● **Records supplied**:
——
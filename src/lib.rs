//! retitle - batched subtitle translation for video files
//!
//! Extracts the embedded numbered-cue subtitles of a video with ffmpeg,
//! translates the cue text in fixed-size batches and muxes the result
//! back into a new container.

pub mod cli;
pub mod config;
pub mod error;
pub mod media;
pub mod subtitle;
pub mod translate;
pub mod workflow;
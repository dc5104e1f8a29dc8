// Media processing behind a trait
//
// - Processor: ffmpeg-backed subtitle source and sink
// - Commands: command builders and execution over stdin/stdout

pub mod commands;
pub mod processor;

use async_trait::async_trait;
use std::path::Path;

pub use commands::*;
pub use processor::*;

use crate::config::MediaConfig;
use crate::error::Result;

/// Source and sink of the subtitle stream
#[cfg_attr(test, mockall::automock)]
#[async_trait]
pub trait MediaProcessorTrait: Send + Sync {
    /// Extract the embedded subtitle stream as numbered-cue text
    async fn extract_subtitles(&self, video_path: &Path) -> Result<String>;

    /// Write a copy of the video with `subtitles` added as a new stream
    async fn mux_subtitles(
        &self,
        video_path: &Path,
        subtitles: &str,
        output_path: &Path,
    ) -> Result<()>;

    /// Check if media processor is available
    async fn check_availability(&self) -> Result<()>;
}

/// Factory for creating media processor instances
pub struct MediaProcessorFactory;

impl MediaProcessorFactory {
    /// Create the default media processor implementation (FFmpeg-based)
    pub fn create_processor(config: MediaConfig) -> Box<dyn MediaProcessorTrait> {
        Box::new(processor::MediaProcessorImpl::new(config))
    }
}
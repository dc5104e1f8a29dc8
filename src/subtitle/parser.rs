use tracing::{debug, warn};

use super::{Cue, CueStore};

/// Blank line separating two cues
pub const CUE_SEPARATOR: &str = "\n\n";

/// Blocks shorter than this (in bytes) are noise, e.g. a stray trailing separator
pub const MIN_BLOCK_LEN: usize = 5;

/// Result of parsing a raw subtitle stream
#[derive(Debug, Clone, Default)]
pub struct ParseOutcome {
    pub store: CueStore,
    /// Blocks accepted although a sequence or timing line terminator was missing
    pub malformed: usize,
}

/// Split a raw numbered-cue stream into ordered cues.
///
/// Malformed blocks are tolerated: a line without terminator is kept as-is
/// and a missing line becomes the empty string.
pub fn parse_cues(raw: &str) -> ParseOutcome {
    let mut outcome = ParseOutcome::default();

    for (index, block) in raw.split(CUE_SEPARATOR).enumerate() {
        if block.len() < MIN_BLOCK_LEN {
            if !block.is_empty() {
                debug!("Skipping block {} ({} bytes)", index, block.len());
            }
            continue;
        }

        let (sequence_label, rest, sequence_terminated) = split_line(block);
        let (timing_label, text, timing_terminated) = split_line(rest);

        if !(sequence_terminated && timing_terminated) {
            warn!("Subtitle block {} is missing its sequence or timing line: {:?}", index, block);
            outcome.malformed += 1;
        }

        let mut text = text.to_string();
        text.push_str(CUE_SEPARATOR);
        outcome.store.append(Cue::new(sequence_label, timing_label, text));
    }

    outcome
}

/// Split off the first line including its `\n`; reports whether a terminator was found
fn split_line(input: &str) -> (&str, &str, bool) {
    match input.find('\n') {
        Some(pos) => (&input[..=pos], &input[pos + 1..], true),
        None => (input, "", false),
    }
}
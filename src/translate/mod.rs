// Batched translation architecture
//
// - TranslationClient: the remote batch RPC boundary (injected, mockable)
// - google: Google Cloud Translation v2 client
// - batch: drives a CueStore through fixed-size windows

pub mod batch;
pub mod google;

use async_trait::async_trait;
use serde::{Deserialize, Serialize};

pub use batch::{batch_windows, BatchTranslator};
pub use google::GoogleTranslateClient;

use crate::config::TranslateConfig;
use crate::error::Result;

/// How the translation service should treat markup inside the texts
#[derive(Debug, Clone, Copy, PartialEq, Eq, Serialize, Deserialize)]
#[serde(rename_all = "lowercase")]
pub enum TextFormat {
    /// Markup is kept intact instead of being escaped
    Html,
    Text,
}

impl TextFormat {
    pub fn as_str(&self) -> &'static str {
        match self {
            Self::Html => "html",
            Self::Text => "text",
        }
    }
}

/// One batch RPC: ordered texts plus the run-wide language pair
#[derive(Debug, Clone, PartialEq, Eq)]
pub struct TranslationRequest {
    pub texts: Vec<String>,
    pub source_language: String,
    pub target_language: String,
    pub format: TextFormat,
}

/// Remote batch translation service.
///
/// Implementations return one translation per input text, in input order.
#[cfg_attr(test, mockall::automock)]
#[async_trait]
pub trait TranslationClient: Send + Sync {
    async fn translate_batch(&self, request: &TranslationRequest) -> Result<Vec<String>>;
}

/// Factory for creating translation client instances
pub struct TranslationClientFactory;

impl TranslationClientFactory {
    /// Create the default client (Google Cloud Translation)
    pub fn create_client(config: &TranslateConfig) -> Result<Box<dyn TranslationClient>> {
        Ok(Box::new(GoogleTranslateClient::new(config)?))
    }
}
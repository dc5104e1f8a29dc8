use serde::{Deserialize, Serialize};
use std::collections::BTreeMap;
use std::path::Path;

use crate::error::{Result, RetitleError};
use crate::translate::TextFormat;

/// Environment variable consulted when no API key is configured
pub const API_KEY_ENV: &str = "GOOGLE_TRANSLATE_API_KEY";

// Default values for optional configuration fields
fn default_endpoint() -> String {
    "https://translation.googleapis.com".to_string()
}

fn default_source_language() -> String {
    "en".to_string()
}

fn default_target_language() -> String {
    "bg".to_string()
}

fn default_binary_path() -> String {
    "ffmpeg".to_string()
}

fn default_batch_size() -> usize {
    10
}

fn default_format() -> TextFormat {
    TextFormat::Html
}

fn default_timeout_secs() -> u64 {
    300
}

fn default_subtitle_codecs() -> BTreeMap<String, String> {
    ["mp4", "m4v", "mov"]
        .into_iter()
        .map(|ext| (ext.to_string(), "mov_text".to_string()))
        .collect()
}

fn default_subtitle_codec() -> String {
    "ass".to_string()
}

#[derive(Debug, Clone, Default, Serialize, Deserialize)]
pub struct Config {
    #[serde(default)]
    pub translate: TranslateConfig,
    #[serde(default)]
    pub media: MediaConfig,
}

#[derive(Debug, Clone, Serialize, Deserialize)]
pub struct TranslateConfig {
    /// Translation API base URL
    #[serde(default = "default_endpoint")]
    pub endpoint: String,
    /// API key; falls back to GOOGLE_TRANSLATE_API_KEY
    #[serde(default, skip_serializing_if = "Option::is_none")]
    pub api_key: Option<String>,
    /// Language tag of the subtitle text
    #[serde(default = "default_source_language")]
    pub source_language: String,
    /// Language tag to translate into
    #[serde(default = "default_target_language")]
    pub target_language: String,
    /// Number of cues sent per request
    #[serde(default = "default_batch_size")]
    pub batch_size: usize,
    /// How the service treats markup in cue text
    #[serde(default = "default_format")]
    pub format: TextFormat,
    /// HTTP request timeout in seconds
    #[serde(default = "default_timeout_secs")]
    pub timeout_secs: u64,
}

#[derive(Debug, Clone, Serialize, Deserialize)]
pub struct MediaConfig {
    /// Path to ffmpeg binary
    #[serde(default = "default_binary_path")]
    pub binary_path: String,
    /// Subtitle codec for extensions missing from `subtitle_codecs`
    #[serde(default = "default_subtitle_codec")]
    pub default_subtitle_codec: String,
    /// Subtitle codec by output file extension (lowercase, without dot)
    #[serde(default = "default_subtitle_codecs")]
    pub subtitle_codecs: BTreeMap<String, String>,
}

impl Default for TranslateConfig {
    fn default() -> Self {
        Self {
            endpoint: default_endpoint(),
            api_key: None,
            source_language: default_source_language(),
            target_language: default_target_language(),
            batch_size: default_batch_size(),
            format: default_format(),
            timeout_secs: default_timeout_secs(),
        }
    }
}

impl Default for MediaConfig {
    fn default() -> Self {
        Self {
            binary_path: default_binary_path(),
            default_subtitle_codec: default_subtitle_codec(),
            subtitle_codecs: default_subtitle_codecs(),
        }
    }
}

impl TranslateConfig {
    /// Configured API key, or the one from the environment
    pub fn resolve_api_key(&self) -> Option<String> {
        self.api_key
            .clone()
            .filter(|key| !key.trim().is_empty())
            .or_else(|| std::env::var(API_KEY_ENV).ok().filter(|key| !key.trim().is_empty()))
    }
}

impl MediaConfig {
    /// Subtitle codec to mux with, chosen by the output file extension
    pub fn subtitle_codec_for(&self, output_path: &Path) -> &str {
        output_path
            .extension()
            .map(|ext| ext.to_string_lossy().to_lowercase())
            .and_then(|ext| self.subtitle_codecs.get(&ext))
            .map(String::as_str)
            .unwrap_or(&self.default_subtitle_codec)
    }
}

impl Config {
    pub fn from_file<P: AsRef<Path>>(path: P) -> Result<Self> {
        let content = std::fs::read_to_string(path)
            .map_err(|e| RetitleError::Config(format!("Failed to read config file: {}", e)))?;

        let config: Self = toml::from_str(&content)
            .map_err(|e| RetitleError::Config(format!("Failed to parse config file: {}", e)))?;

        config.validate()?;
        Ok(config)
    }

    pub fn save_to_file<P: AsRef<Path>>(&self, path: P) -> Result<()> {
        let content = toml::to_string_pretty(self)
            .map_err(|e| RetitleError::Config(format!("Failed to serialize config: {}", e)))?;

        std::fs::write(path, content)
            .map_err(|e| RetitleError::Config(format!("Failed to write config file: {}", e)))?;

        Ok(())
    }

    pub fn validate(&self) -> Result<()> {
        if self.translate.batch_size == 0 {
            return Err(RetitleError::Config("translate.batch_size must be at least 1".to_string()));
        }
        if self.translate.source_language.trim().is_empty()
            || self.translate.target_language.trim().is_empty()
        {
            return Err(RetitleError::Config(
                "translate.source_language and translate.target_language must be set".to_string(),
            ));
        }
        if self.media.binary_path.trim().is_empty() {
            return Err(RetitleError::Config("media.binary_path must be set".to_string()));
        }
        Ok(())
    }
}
——
● **What you will do**: Look back at the entries above and repeat, unchanged, every line from the line holding "Eq, Serialize, Deserialize)]" through the line holding "pub fn create_client(config: &TranslateConfig)".

● **Solution to the exercise**:
#[derive(Debug, Clone, Copy, PartialEq, Eq, Serialize, Deserialize)]
#[serde(rename_all = "lowercase")]
pub enum TextFormat {
    /// Markup is kept intact instead of being escaped
    Html,
    Text,
}

impl TextFormat {
    pub fn as_str(&self) -> &'static str {
        match self {
            Self::Html => "html",
            Self::Text => "text",
        }
    }
}

/// One batch RPC: ordered texts plus the run-wide language pair
#[derive(Debug, Clone, PartialEq, Eq)]
pub struct TranslationRequest {
    pub texts: Vec<String>,
    pub source_language: String,
    pub target_language: String,
    pub format: TextFormat,
}

/// Remote batch translation service.
///
/// Implementations return one translation per input text, in input order.
#[cfg_attr(test, mockall::automock)]
#[async_trait]
pub trait TranslationClient: Send + Sync {
    async fn translate_batch(&self, request: &TranslationRequest) -> Result<Vec<String>>;
}

/// Factory for creating translation client instances
pub struct TranslationClientFactory;

impl TranslationClientFactory {
    /// Create the default client (Google Cloud Translation)
    pub fn create_client(config: &TranslateConfig) -> Result<Box<dyn TranslationClient>> {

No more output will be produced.